### ASSIGNMENT
Every line in the material below that includes "const" should be copied.

### PROVIDED RECORDS
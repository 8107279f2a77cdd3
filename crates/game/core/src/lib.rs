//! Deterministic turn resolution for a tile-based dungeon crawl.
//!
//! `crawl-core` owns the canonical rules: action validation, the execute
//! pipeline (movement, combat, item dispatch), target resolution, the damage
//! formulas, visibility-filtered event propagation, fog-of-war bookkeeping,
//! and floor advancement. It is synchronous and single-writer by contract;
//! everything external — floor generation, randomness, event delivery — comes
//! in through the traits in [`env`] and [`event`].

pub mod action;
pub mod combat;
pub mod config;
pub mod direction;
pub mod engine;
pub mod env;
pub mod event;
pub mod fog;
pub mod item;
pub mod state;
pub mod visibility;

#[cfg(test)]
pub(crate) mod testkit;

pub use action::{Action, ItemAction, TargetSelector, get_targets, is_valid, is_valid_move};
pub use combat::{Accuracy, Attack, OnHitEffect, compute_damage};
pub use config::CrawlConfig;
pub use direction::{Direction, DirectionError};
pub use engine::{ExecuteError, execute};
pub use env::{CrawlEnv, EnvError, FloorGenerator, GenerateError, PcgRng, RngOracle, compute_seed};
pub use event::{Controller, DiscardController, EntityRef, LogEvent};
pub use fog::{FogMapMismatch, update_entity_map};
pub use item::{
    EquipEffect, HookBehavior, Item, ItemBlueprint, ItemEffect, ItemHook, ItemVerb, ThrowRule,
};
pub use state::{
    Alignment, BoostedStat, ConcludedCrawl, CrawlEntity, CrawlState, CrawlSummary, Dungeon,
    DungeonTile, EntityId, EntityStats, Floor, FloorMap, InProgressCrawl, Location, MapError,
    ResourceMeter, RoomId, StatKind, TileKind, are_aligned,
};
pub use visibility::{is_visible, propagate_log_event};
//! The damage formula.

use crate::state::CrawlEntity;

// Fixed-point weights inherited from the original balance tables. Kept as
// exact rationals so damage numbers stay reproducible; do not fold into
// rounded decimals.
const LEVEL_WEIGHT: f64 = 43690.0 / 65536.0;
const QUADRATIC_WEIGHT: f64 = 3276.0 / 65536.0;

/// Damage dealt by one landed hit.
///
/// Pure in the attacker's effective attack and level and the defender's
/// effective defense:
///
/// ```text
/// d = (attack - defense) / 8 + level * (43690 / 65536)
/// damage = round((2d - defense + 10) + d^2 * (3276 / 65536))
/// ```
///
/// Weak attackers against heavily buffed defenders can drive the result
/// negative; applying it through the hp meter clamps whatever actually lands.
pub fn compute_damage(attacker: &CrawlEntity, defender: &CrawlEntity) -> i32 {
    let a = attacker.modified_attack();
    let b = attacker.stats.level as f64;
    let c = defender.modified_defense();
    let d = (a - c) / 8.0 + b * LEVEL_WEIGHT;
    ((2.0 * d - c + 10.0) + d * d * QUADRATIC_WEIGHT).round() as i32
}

### ANSWER FOR THE TASK
const LEVEL_WEIGHT: f64 = 43690.0 / 65536.0;
const QUADRATIC_WEIGHT: f64 = 3276.0 / 65536.0;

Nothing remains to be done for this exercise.